• TASK INPUT:
//! Submission orchestration: grouping → throttle gate → payloads → jobs.

use std::sync::Arc;
use std::sync::atomic::{AtomicBool, Ordering};

use chrono::{DateTime, Utc};
use serde::Serialize;
use thiserror::Error;
use tracing::{debug, error, info, warn};

use marketfeed_core::{FeedJobId, RecordId, TenantId};
use marketfeed_feeds::{FeedError, FeedJob, FeedOperation, build_feeds};
use marketfeed_infra::{RecordStore, StoreError};
use marketfeed_inventory::SyncStatus;

use crate::batch::{TenantBatch, group_by_tenant};
use crate::client::{FeedSubmissionApi, SubmitError, TransportError};
use crate::throttle::{ThrottleDecision, ThrottlePolicy};

/// Failures that abort a whole sync run.
///
/// Per-tenant outcomes (throttling, bad payload input) are reported in
/// [`SyncReport`] instead; they never abort other tenants.
#[derive(Debug, Error)]
pub enum SyncError {
    #[error(transparent)]
    Store(#[from] StoreError),
    /// Propagated as-is: the caller's scheduler owns retry policy.
    #[error(transparent)]
    Transport(#[from] TransportError),
}

/// A tenant whose batch was fully submitted.
#[derive(Debug, Clone, Serialize)]
pub struct TenantSuccess {
    pub tenant_id: TenantId,
    pub tenant_name: String,
    pub job_ids: Vec<FeedJobId>,
    pub records: usize,
}

/// A tenant rejected by the gate or by the external system's rate limit.
#[derive(Debug, Clone, Serialize)]
pub struct TenantThrottled {
    pub tenant_id: TenantId,
    pub tenant_name: String,
    pub minutes_remaining: i64,
}

impl std::fmt::Display for TenantThrottled {
    fn fmt(&self, f: &mut std::fmt::Formatter<'_>) -> std::fmt::Result {
        write!(
            f,
            "Throttling: {} - {} minute(s) remaining",
            self.tenant_name, self.minutes_remaining
        )
    }
}

/// A tenant whose payloads could not be built; nothing was submitted for it.
#[derive(Debug, Clone, Serialize)]
pub struct TenantFailed {
    pub tenant_id: TenantId,
    pub tenant_name: String,
    #[serde(serialize_with = "serialize_feed_error")]
    pub error: FeedError,
}

fn serialize_feed_error<S: serde::Serializer>(e: &FeedError, s: S) -> Result<S::Ok, S::Error> {
    s.serialize_str(&e.to_string())
}

/// Per-tenant outcome list of one sync run. No tenant's result is ever
/// merged into or hidden behind another's.
#[derive(Debug, Clone, Default, Serialize)]
pub struct SyncReport {
    pub successes: Vec<TenantSuccess>,
    pub throttled: Vec<TenantThrottled>,
    pub failed: Vec<TenantFailed>,
    /// Tenants abandoned after a cancellation signal, in grouping order.
    pub skipped: Vec<TenantId>,
}

/// Cooperative cancellation signal, checked between tenant batches.
/// Already-committed tenants are never rolled back.
#[derive(Debug, Clone, Default)]
pub struct CancelFlag(Arc<AtomicBool>);

impl CancelFlag {
    pub fn new() -> Self {
        Self::default()
    }

    pub fn cancel(&self) {
        self.0.store(true, Ordering::SeqCst);
    }

    pub fn is_cancelled(&self) -> bool {
        self.0.load(Ordering::SeqCst)
    }
}

/// Drives one sync run end to end. Each tenant batch is the atomicity
/// boundary: a tenant gets its job records, status flips and timestamp
/// update, or none of them (individual payload submissions being separate
/// remote calls, each successful one persists its job immediately).
pub struct SyncOrchestrator {
    store: Arc<dyn RecordStore>,
    client: Arc<dyn FeedSubmissionApi>,
    policy: ThrottlePolicy,
}

impl SyncOrchestrator {
    pub fn new(store: Arc<dyn RecordStore>, client: Arc<dyn FeedSubmissionApi>) -> Self {
        Self {
            store,
            client,
            policy: ThrottlePolicy::default(),
        }
    }

    pub fn with_policy(mut self, policy: ThrottlePolicy) -> Self {
        self.policy = policy;
        self
    }

    /// Submit every pending record, grouped per tenant.
    ///
    /// Throttled tenants and payload-build failures are collected in the
    /// report and never block other tenants. Transport failures propagate.
    pub async fn sync_batch(
        &self,
        records: Vec<marketfeed_inventory::InventoryRecord>,
        operation: FeedOperation,
        cancel: &CancelFlag,
    ) -> Result<SyncReport, SyncError> {
        let mut report = SyncReport::default();
        let mut batches = group_by_tenant(records).into_iter();

        while let Some(batch) = batches.next() {
            if cancel.is_cancelled() {
                info!(tenant_id = %batch.tenant_id, "sync cancelled, abandoning remaining tenants");
                report.skipped.push(batch.tenant_id);
                report.skipped.extend(batches.map(|b| b.tenant_id));
                break;
            }
            self.sync_tenant(batch, operation, &mut report).await?;
        }

        Ok(report)
    }

    /// Hand a claimed throttle slot back after a submission attempt that
    /// produced no jobs. A conflict means another run advanced the slot in
    /// the meantime; that run's claim stands.
    fn release_claim(
        &self,
        tenant_id: TenantId,
        claimed_at: DateTime<Utc>,
        previous: Option<DateTime<Utc>>,
    ) {
        if let Err(error) =
            self.store
                .compare_and_set_last_execution(tenant_id, Some(claimed_at), previous)
        {
            warn!(%tenant_id, %error, "throttle slot restore lost to a concurrent run");
        }
    }

    async fn sync_tenant(
        &self,
        batch: TenantBatch,
        operation: FeedOperation,
        report: &mut SyncReport,
    ) -> Result<(), SyncError> {
        let tenant = self.store.tenant(batch.tenant_id)?;
        let now = Utc::now();

        if let ThrottleDecision::Throttled { minutes_remaining } =
            self.policy.allow(tenant.last_execution, now)
        {
            let outcome = TenantThrottled {
                tenant_id: tenant.id,
                tenant_name: tenant.name,
                minutes_remaining,
            };
            warn!(%outcome, "submission gated");
            report.throttled.push(outcome);
            return Ok(());
        }

        // Payloads are built before the throttle slot is claimed: a bad
        // condition value must not burn the tenant's interval.
        let payloads = match build_feeds(operation, &tenant.credentials.seller_id, &batch.records) {
            Ok(payloads) => payloads,
            Err(error) => {
                error!(tenant_id = %tenant.id, %error, "payload build failed, batch not submitted");
                report.failed.push(TenantFailed {
                    tenant_id: tenant.id,
                    tenant_name: tenant.name,
                    error,
                });
                return Ok(());
            }
        };

        // Claim the throttle slot with a conditional update. A conflict
        // means a concurrent run already claimed it off the same snapshot.
        match self
            .store
            .compare_and_set_last_execution(tenant.id, tenant.last_execution, Some(now))
        {
            Ok(()) => {}
            Err(StoreError::Conflict(_)) => {
                let fresh = self.store.tenant(tenant.id)?;
                let minutes_remaining = match self.policy.allow(fresh.last_execution, now) {
                    ThrottleDecision::Throttled { minutes_remaining } => minutes_remaining,
                    ThrottleDecision::Allowed => 0,
                };
                let outcome = TenantThrottled {
                    tenant_id: tenant.id,
                    tenant_name: tenant.name,
                    minutes_remaining,
                };
                warn!(%outcome, "lost submission race to a concurrent run");
                report.throttled.push(outcome);
                return Ok(());
            }
            Err(e) => return Err(e.into()),
        }

        let record_ids: Vec<RecordId> = batch.records.iter().map(|r| r.id).collect();
        let mut job_ids: Vec<FeedJobId> = Vec::new();

        // Fixed submission order (product → price → inventory): the external
        // system does not guarantee ordering, and log correlation assumes it.
        for payload in &payloads {
            match self.client.submit(&tenant.credentials, payload).await {
                Ok(handle) => {
                    debug!(tenant_id = %tenant.id, envelope = %handle.raw_envelope, "submission acknowledged");
                    let job = FeedJob::submitted(
                        tenant.id,
                        payload.kind,
                        handle.external_job_id,
                        handle.submitted_at,
                    );
                    info!(
                        tenant_id = %tenant.id,
                        job_id = %job.id,
                        external_id = %job.external_id,
                        kind = ?payload.kind,
                        "feed job created"
                    );
                    job_ids.push(job.id);
                    self.store.insert_job(job, &record_ids)?;
                }
                Err(SubmitError::Throttled) => {
                    if job_ids.is_empty() {
                        // Nothing went out; hand the claimed slot back so the
                        // tenant is not penalized for the remote rejection.
                        self.release_claim(tenant.id, now, tenant.last_execution);
                    }
                    let outcome = TenantThrottled {
                        tenant_id: tenant.id,
                        tenant_name: tenant.name,
                        minutes_remaining: self.policy.reporting_window.num_minutes(),
                    };
                    warn!(%outcome, submitted = job_ids.len(), "throttled by the external system mid-batch");
                    report.throttled.push(outcome);
                    return Ok(());
                }
                Err(SubmitError::Transport(e)) => {
                    if job_ids.is_empty() {
                        // Nothing went out; the caller's retry must not find
                        // the gate closed for the full interval.
                        self.release_claim(tenant.id, now, tenant.last_execution);
                    }
                    error!(tenant_id = %tenant.id, error = %e, "submission transport failure");
                    return Err(SyncError::Transport(e));
                }
            }
        }

        self.store.set_sync_status(&record_ids, SyncStatus::AwaitingCheck)?;
        info!(
            tenant_id = %tenant.id,
            jobs = job_ids.len(),
            records = record_ids.len(),
            "tenant batch submitted"
        );
        report.successes.push(TenantSuccess {
            tenant_id: tenant.id,
            tenant_name: tenant.name,
            job_ids,
            records: record_ids.len(),
        });
        Ok(())
    }
}
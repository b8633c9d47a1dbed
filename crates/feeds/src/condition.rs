//! Item-condition vocabulary.
//!
//! The external system accepts a fixed, capitalized set of condition codes.
//! Internal values are matched case-insensitively with spaces stripped, so
//! "Used Like New" and "usedlikenew" both map to `UsedLikeNew`.

use crate::FeedError;

/// Map an internal condition value to the external vocabulary.
///
/// Unrecognized values are an error: submitting a guessed condition would
/// silently corrupt the listing.
pub fn map_condition(value: &str) -> Result<&'static str, FeedError> {
    let key = value.replace(' ', "").to_lowercase();

    let mapped = match key.as_str() {
        "new" => "New",
        "usedlikenew" => "UsedLikeNew",
        "usedverygood" => "UsedVeryGood",
        "usedgood" => "UsedGood",
        "usedacceptable" => "UsedAcceptable",
        "collectiblelikenew" => "CollectibleLikeNew",
        "collectibleverygood" => "CollectibleVeryGood",
        "collectiblegood" => "CollectibleGood",
        "collectibleacceptable" => "CollectibleAcceptable",
        "refurbished" => "Refurbished",
        "club" => "Club",
        _ => return Err(FeedError::UnknownCondition(value.to_string())),
    };
    Ok(mapped)
}
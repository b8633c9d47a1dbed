use chrono::{DateTime, Utc};
use serde::{Deserialize, Serialize};

use marketfeed_core::TenantId;

/// Credentials a tenant uses against the external marketplace.
#[derive(Debug, Clone, PartialEq, Eq, Serialize, Deserialize)]
pub struct TenantCredentials {
    /// Merchant/seller identifier on the external system.
    pub seller_id: String,
    /// Delegated authorization token for API calls on the seller's behalf.
    pub auth_token: String,
}

/// A tenant: one seller account scoped to one set of inventory records
/// and one external credential pair.
#[derive(Debug, Clone, PartialEq, Eq, Serialize, Deserialize)]
pub struct Tenant {
    pub id: TenantId,
    pub name: String,
    pub credentials: TenantCredentials,
    /// Timestamp of the last successful submission claim. Read by the
    /// throttle gate; advanced only through the store's conditional update.
    pub last_execution: Option<DateTime<Utc>>,
}

impl Tenant {
    pub fn new(name: impl Into<String>, credentials: TenantCredentials) -> Self {
        Self {
            id: TenantId::new(),
            name: name.into(),
            credentials,
            last_execution: None,
        }
    }
}
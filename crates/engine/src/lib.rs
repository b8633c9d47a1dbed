//! Feed submission and reconciliation engine.
//!
//! ## Design
//!
//! - Pending inventory changes are grouped per tenant and submitted as
//!   asynchronous jobs to the external marketplace
//! - A throttle gate bounds how often one tenant may submit; one tenant's
//!   throttling never blocks another's submission
//! - Terminal job outcomes are reconciled back onto the originating records
//!   by a poller, including checksum verification of result documents
//! - Expected outcomes (throttling, data corruption) are values in reports;
//!   transport failures propagate so the caller's scheduler owns retries
//!
//! ## Components
//!
//! - [`batch`]: partitions an unordered record set into per-tenant groups
//! - [`throttle`]: the per-tenant minimum-interval gate
//! - [`client`]: collaborator traits for the external submission/query APIs
//! - [`orchestrator`]: drives grouping → gate → payloads → submission
//! - [`reconcile`]: polls outstanding jobs and applies terminal transitions
//! - [`integrity`]: Content-MD5 verification of fetched result documents

pub mod batch;
pub mod client;
pub mod integrity;
pub mod orchestrator;
pub mod reconcile;
pub mod throttle;

pub use batch::{TenantBatch, group_by_tenant};
pub use client::{
    FeedQueryApi, FeedResult, FeedSubmissionApi, JobHandle, JobStatusUpdate, ResultSummary,
    SubmitError, TransportError,
};
pub use orchestrator::{
    CancelFlag, SyncError, SyncOrchestrator, SyncReport, TenantFailed, TenantSuccess,
    TenantThrottled,
};
pub use reconcile::{ReconciliationPoller, StatusReport};
pub use throttle::{ThrottleDecision, ThrottlePolicy};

• PROBLEM DESCRIPTION: Your answer should consist solely of the lines above from the line with "back so the" to the line with "the full interval.", both included, reproduced exactly.

• TASK RESPONSE:
                        // Nothing went out; hand the claimed slot back so the
                        // tenant is not penalized for the remote rejection.
                        self.release_claim(tenant.id, now, tenant.last_execution);
                    }
                    let outcome = TenantThrottled {
                        tenant_id: tenant.id,
                        tenant_name: tenant.name,
                        minutes_remaining: self.policy.reporting_window.num_minutes(),
                    };
                    warn!(%outcome, submitted = job_ids.len(), "throttled by the external system mid-batch");
                    report.throttled.push(outcome);
                    return Ok(());
                }
                Err(SubmitError::Transport(e)) => {
                    if job_ids.is_empty() {
                        // Nothing went out; the caller's retry must not find
                        // the gate closed for the full interval.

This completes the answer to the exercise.